Toy Potential: There have been precious few figures from Morrison’s run on Batman outside of the Batman and Son line, but I suspect DC Direct may be prepping some Batman and Robin figures. Quitely’s designs are unique enough that I can see them making it worthwhile for collectors to purchase yet another Batman.

For me, the greater question is whether I want to see these designs in DCUC–particularly Robin, since he’s the more radical redesign. I think the answer will depend on whether either outfit becomes the “marketing” outfit. My impression is that Quitely’s designs are a variation on the “official” new designs, which can be seen on the cover of Batman #687. The most obvious difference on the new Bat-suit is the smaller gloves (which aren’t nearly as cool as full gauntlets).

Damian’s Robin suit is okay, but I still think Tim’s post-Infinite Crisis suit (the one that appeared in DCUC3) is the best Robin suit design. And I’d much rather get either a Dick Grayson Robin or a green-and-red Tim Drake Robin before a Damian one in DCUC.

Comments now closed (8)

  • I had apprehensions, but this was a good first issue. Frank Quitely is definitely an acquired taste when it comes to art.

  • even if its only for a short while, its gonna be kinda weird getting use to this version of batman and robin.

  • This all sounds pretty interesting. Is this canon? Or is there like still other Batman titles featuring Bruce Wayne as Bats right now? Because Batman has 4 or 5 titles these days doesn't he?

  • I get my comics at the end of the month, so I haven't read this yet, but I can say that Quietly's style was something that took me a while to warm up too. At first, I didn't like it, but now I love it. You really must read all star Superman.

  • @ monty python

    – i thought i was the only one…everyone i know that reads comics likes his art except me…it was getting to the point where i thought something was wrong with me

  • I'm of the mindset that the only reason Batman can't be replaced Batman is because people think he can't. If DC just goes forward publishing Dick as Batman, eventually that will be the way it is.

    I loved the first issue and the Inverted Dynamic Duo… dynamic.
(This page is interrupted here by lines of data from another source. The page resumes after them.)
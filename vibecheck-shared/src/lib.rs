//! # VibeCheck Shared
//!
//! This crate defines shared data structures and types used across the VibeCheck
//! mood voting system. It includes the mood registry (the closed set of mood
//! identifiers with their labels and emoji glyphs) and the aggregate result types
//! produced by the vote aggregator.

pub mod types;

pub use types::location::VoteLocation;
pub use types::mood::{MoodCounts, MoodKey, MoodOption, MOOD_OPTIONS};
pub use types::vote::{VoteData, VotePoint};
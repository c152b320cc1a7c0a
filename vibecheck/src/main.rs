//! VibeCheck Client Entry Point
//!
//! Submits a daily mood vote (`vote <happy|meh|sad>`) or prints the
//! aggregated counts and geotagged points for the trailing 24 hours
//! (`results`, the default).

use chrono::Utc;
use dotenv::dotenv;
use std::env;
use tracing::{error, info, warn};
use tracing_subscriber::{layer::SubscriberExt, util::SubscriberInitExt, EnvFilter};

use vibecheck::{aggregate, Dependencies, VibeError};
use vibecheck_shared::{MoodKey, MOOD_OPTIONS};

/// Initialize tracing/logging.
fn init_tracing() {
    let filter = EnvFilter::try_from_default_env()
        .unwrap_or_else(|_| EnvFilter::new("vibecheck=info,vibecheck_repository=info"));

    tracing_subscriber::registry()
        .with(filter)
        .with(tracing_subscriber::fmt::layer().with_target(true))
        .init();
}

#[tokio::main]
async fn main() -> Result<(), VibeError> {
    // Load environment variables from .env file
    dotenv().ok();

    init_tracing();

    let deps = match Dependencies::new() {
        Ok(deps) => deps,
        Err(e) => {
            error!(error = %e, "Failed to initialize dependencies");
            return Err(e);
        }
    };

    let mut args = env::args().skip(1);
    match args.next().as_deref() {
        Some("vote") => {
            let mood_arg = args.next().ok_or_else(|| VibeError::config(usage()))?;
            let mood = MoodKey::parse(&mood_arg)
                .ok_or_else(|| VibeError::config(format!("unknown mood: {}", mood_arg)))?;
            run_vote(&deps, mood).await
        }
        Some("results") | None => run_results(&deps).await,
        Some(other) => Err(VibeError::config(format!(
            "unknown command: {}; {}",
            other,
            usage()
        ))),
    }
}

fn usage() -> String {
    let keys = MOOD_OPTIONS
        .iter()
        .map(|option| option.key.as_str())
        .collect::<Vec<_>>()
        .join("|");
    format!("usage: vibecheck [results | vote <{}>]", keys)
}

/// Submit one vote, respecting the daily lock.
async fn run_vote(deps: &Dependencies, mood: MoodKey) -> Result<(), VibeError> {
    if deps.lock.has_voted_today()? {
        let reset_ms = deps.lock.vote_reset_timestamp()?;
        warn!(reset_ms, "Already voted today");
        println!("Already voted today. Come back tomorrow.");
        return Ok(());
    }

    // Best-effort: a missing location is a normal outcome.
    let location = deps.locator.lookup().await;
    let document_id = deps.store.submit_vote(mood, location.as_ref()).await?;
    deps.lock.mark_voted_today()?;

    info!(
        document_id = %document_id,
        mood = mood.as_str(),
        located = location.is_some(),
        "Vote recorded"
    );
    println!("Voted {} {}", mood.emoji(), mood.label());
    Ok(())
}

/// Fetch all raw records and print the aggregated view.
async fn run_results(deps: &Dependencies) -> Result<(), VibeError> {
    let records = deps.store.fetch_all().await?;
    let data = aggregate(&records, Utc::now().timestamp_millis());

    info!(
        records = records.len(),
        counted = data.counts.total(),
        points = data.points.len(),
        "Aggregated recent votes"
    );
    println!("{}", serde_json::to_string_pretty(&data)?);
    Ok(())
}
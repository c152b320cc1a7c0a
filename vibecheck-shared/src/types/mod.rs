//! This module defines the core data structures and types used across the
//! VibeCheck system. It re-exports the mood registry and vote result types.

pub mod location;
pub mod mood;
pub mod vote;

pub use location::VoteLocation;
pub use mood::{MoodCounts, MoodKey, MoodOption, MOOD_OPTIONS};
pub use vote::{VoteData, VotePoint};
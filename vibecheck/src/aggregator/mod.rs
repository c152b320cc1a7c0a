//! Vote normalization and aggregation.
//!
//! Reduces heterogeneous raw stored records to a canonical per-mood count map
//! and a list of geotagged points within the trailing 24-hour window. The
//! reduction is a pure single pass over already-fetched records: it is
//! commutative and associative over the record sequence, so the result does
//! not depend on collection scan order, and it never fails regardless of how
//! malformed individual records are.

pub mod normalize;

pub use normalize::{decode_record, DecodedRecord, NormalizedVote};

use serde_json::Value;
use tracing::debug;

use vibecheck_shared::{MoodCounts, VoteData, VotePoint};

/// Length of the trailing vote window in milliseconds (24 hours).
pub const VOTE_WINDOW_MS: i64 = 86_400_000;

/// Aggregate raw stored records into per-mood counts and geotagged points.
///
/// Per record: the timestamp is resolved to epoch milliseconds (unknown
/// timestamps resolve to `now_ms` and are kept); records older than
/// `now_ms - 24h` are discarded entirely; the mood is resolved despite schema
/// drift or the record is skipped; surviving records increment their mood's
/// count, and the subset carrying a valid location additionally produces a
/// point. Count eligibility is independent of location validity.
///
/// The window boundary is inclusive: a record stamped exactly at the cutoff
/// is counted.
///
/// # Arguments
///
/// * `records` - Raw records in encounter order across the scanned collections
/// * `now_ms` - The aggregation instant in epoch milliseconds
///
/// # Returns
///
/// The counts over all surviving mood-resolvable records plus the points for
/// those that also carry a valid location, in encounter order.
pub fn aggregate(records: &[Value], now_ms: i64) -> VoteData {
    let cutoff = now_ms - VOTE_WINDOW_MS;
    let mut counts = MoodCounts::empty();
    let mut points = Vec::new();

    for record in records {
        let vote = match decode_record(record, now_ms) {
            DecodedRecord::Vote(vote) => vote,
            DecodedRecord::Skip => continue,
        };

        if vote.timestamp_ms < cutoff {
            continue;
        }

        counts.increment(vote.mood);

        if let Some(location) = vote.location {
            points.push(VotePoint {
                mood: vote.mood,
                timestamp_ms: vote.timestamp_ms,
                location,
            });
        }
    }

    debug!(
        records = records.len(),
        counted = counts.total(),
        points = points.len(),
        "Aggregated vote records"
    );

    VoteData { counts, points }
}
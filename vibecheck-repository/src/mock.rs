//! Mock vote store for testing and local development.
//!
//! The `MockVoteStoreProvider` can be pre-populated with per-collection
//! documents, allowing tests to exercise the full read path (including legacy
//! schemas) without network access.
//!
//! # Example
//!
//! ```ignore
//! use vibecheck_repository::{MockVoteStoreProvider, VoteStoreProvider};
//! use serde_json::json;
//!
//! let store = MockVoteStoreProvider::new();
//! store.seed_document("moods", json!({"mood": "🔥", "timestamp": 1_700_000_000_000i64}));
//!
//! let records = store.read_all("moods").await?;
//! assert_eq!(records.len(), 1);
//! ```

use std::collections::HashMap;
use std::sync::RwLock;

use async_trait::async_trait;
use serde_json::Value;
use uuid::Uuid;

use crate::errors::VoteStoreError;
use crate::interfaces::VoteStoreProvider;

/// Mock vote store that keeps documents in memory.
///
/// Use this for testing and local development without a live backend.
/// Documents are kept per collection in insertion order; reads from an
/// unknown collection return an empty sequence, matching a freshly created
/// collection in the real store.
pub struct MockVoteStoreProvider {
    /// Map of collection name -> documents in insertion order.
    collections: RwLock<HashMap<String, Vec<Value>>>,
}

impl MockVoteStoreProvider {
    /// Create a new empty mock store.
    pub fn new() -> Self {
        Self {
            collections: RwLock::new(HashMap::new()),
        }
    }

    /// Create a mock store pre-populated with the given per-collection documents.
    pub fn with_documents(documents: HashMap<String, Vec<Value>>) -> Self {
        Self {
            collections: RwLock::new(documents),
        }
    }

    /// Append a document to a collection without going through the async API.
    ///
    /// Useful for seeding legacy-schema records in tests.
    pub fn seed_document(&self, collection: &str, document: Value) {
        self.collections
            .write()
            .unwrap()
            .entry(collection.to_string())
            .or_default()
            .push(document);
    }

    /// Number of documents in the given collection.
    pub fn collection_len(&self, collection: &str) -> usize {
        self.collections
            .read()
            .unwrap()
            .get(collection)
            .map(Vec::len)
            .unwrap_or(0)
    }

    /// Check if the mock holds no documents at all.
    pub fn is_empty(&self) -> bool {
        self.collections
            .read()
            .unwrap()
            .values()
            .all(Vec::is_empty)
    }
}

impl Default for MockVoteStoreProvider {
    fn default() -> Self {
        Self::new()
    }
}

#[async_trait]
impl VoteStoreProvider for MockVoteStoreProvider {
    async fn write_document(
        &self,
        collection: &str,
        document: Value,
    ) -> Result<String, VoteStoreError> {
        let id = Uuid::new_v4().to_string();
        self.collections
            .write()
            .unwrap()
            .entry(collection.to_string())
            .or_default()
            .push(document);
        Ok(id)
    }

    async fn read_all(&self, collection: &str) -> Result<Vec<Value>, VoteStoreError> {
        Ok(self
            .collections
            .read()
            .unwrap()
            .get(collection)
            .cloned()
            .unwrap_or_default())
    }
}

#[cfg(test)]
mod tests {
    use super::*;
    use serde_json::json;

    #[tokio::test]
    async fn test_write_then_read_back() {
        let store = MockVoteStoreProvider::new();

        let id = store
            .write_document("votes", json!({"key": "happy"}))
            .await
            .unwrap();
        assert!(!id.is_empty());

        let records = store.read_all("votes").await.unwrap();
        assert_eq!(records.len(), 1);
        assert_eq!(records[0]["key"], "happy");
    }

    #[tokio::test]
    async fn test_unknown_collection_reads_empty() {
        let store = MockVoteStoreProvider::new();
        let records = store.read_all("missing").await.unwrap();
        assert!(records.is_empty());
    }

    #[tokio::test]
    async fn test_writes_preserve_insertion_order() {
        let store = MockVoteStoreProvider::new();
        store
            .write_document("votes", json!({"key": "happy"}))
            .await
            .unwrap();
        store
            .write_document("votes", json!({"key": "sad"}))
            .await
            .unwrap();

        let records = store.read_all("votes").await.unwrap();
        assert_eq!(records[0]["key"], "happy");
        assert_eq!(records[1]["key"], "sad");
    }

    #[tokio::test]
    async fn test_every_write_produces_a_distinct_document() {
        let store = MockVoteStoreProvider::new();
        let document = json!({"key": "meh"});

        store
            .write_document("votes", document.clone())
            .await
            .unwrap();
        store.write_document("votes", document).await.unwrap();

        assert_eq!(store.collection_len("votes"), 2);
    }

    #[test]
    fn test_seed_document() {
        let store = MockVoteStoreProvider::new();
        assert!(store.is_empty());

        store.seed_document("moods", json!({"mood": "🔥"}));
        assert_eq!(store.collection_len("moods"), 1);
        assert!(!store.is_empty());
    }
}
//! Mood registry types.
//!
//! This module defines the fixed, closed set of mood identifiers together with
//! their display labels and emoji glyphs, and the per-mood count map produced
//! by aggregation. The set is fixed at build time; values outside it are
//! rejected during normalization, never coerced.

use serde::{Deserialize, Serialize};

/// Canonical identifier for one of the fixed mood categories.
///
/// The set is closed: exactly these three values exist, and any stored value
/// outside the set is invalid. Records carrying unknown moods are skipped by
/// the aggregator rather than coerced into a bucket.
#[derive(Debug, Clone, Copy, PartialEq, Eq, Hash, Serialize, Deserialize)]
#[serde(rename_all = "lowercase")]
pub enum MoodKey {
    Happy,
    Meh,
    Sad,
}

impl MoodKey {
    /// All mood keys, in registry order.
    pub const ALL: [MoodKey; 3] = [MoodKey::Happy, MoodKey::Meh, MoodKey::Sad];

    /// The canonical string form of this key, as stored in vote records.
    pub fn as_str(&self) -> &'static str {
        match self {
            MoodKey::Happy => "happy",
            MoodKey::Meh => "meh",
            MoodKey::Sad => "sad",
        }
    }

    /// Parse a canonical key string into a `MoodKey`.
    ///
    /// This is the membership predicate for the closed mood set: it returns
    /// `None` for any value outside the set.
    pub fn parse(value: &str) -> Option<MoodKey> {
        match value {
            "happy" => Some(MoodKey::Happy),
            "meh" => Some(MoodKey::Meh),
            "sad" => Some(MoodKey::Sad),
            _ => None,
        }
    }

    /// The emoji glyph for this key. Total over the mood set.
    pub fn emoji(&self) -> &'static str {
        match self {
            MoodKey::Happy => "🔥",
            MoodKey::Meh => "🙂",
            MoodKey::Sad => "😵‍💫",
        }
    }

    /// Resolve an emoji glyph back to its canonical key.
    ///
    /// Supports legacy records that stored the emoji string instead of the
    /// canonical key. Returns `None` for any glyph outside the registry.
    pub fn from_emoji(value: &str) -> Option<MoodKey> {
        MoodKey::ALL.iter().copied().find(|key| key.emoji() == value)
    }

    /// The human-readable display label for this key.
    pub fn label(&self) -> &'static str {
        match self {
            MoodKey::Happy => "On Fire",
            MoodKey::Meh => "Solid",
            MoodKey::Sad => "Meh",
        }
    }
}

/// Immutable (key, label, emoji) triple describing one mood choice.
///
/// One-to-one with [`MoodKey`]; used by callers rendering the vote UI.
#[derive(Debug, Clone, Copy, PartialEq, Eq, Serialize)]
pub struct MoodOption {
    /// The canonical mood key.
    pub key: MoodKey,
    /// Human-readable display label.
    pub label: &'static str,
    /// Emoji glyph shown for this mood.
    pub emoji: &'static str,
}

/// The fixed ordered list of mood options.
pub const MOOD_OPTIONS: [MoodOption; 3] = [
    MoodOption {
        key: MoodKey::Happy,
        label: "On Fire",
        emoji: "🔥",
    },
    MoodOption {
        key: MoodKey::Meh,
        label: "Solid",
        emoji: "🙂",
    },
    MoodOption {
        key: MoodKey::Sad,
        label: "Meh",
        emoji: "😵‍💫",
    },
];

/// Per-mood vote counts over the trailing vote window.
///
/// Every key is always present and zero-initialized; the map is never sparse.
#[derive(Debug, Clone, Copy, Default, PartialEq, Eq, Serialize, Deserialize)]
pub struct MoodCounts {
    pub happy: u64,
    pub meh: u64,
    pub sad: u64,
}

impl MoodCounts {
    /// Create a zero-initialized count map covering every mood key.
    pub fn empty() -> Self {
        Self::default()
    }

    /// Increment the count for the given mood by one.
    pub fn increment(&mut self, key: MoodKey) {
        match key {
            MoodKey::Happy => self.happy += 1,
            MoodKey::Meh => self.meh += 1,
            MoodKey::Sad => self.sad += 1,
        }
    }

    /// The count for the given mood.
    pub fn get(&self, key: MoodKey) -> u64 {
        match key {
            MoodKey::Happy => self.happy,
            MoodKey::Meh => self.meh,
            MoodKey::Sad => self.sad,
        }
    }

    /// Total votes across all moods.
    pub fn total(&self) -> u64 {
        self.happy + self.meh + self.sad
    }
}
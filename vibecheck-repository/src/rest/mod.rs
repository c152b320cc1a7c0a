//! REST document-store backend implementation.

pub mod provider;

pub use provider::RestVoteStoreProvider;
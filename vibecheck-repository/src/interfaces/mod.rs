pub mod vote_store_provider;

pub use vote_store_provider::VoteStoreProvider;
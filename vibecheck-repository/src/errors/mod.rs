pub mod vote_store_error;

pub use vote_store_error::VoteStoreError;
And Quitely, I don't always like his linework, but he hides some amazing thought and effort under those warbly lines.

  • Yeah, people are freaking out for no reason. I'll be very surprised if Bruce isn't back within a year. As with the whole "Knightfall" saga, there's no real possibility that this change will be permanent. In the meantime, enjoy the new spin on things afforded by (temporary) new status quo. I'm enjoying it so far. And I can't wait for Gotham City Sirens!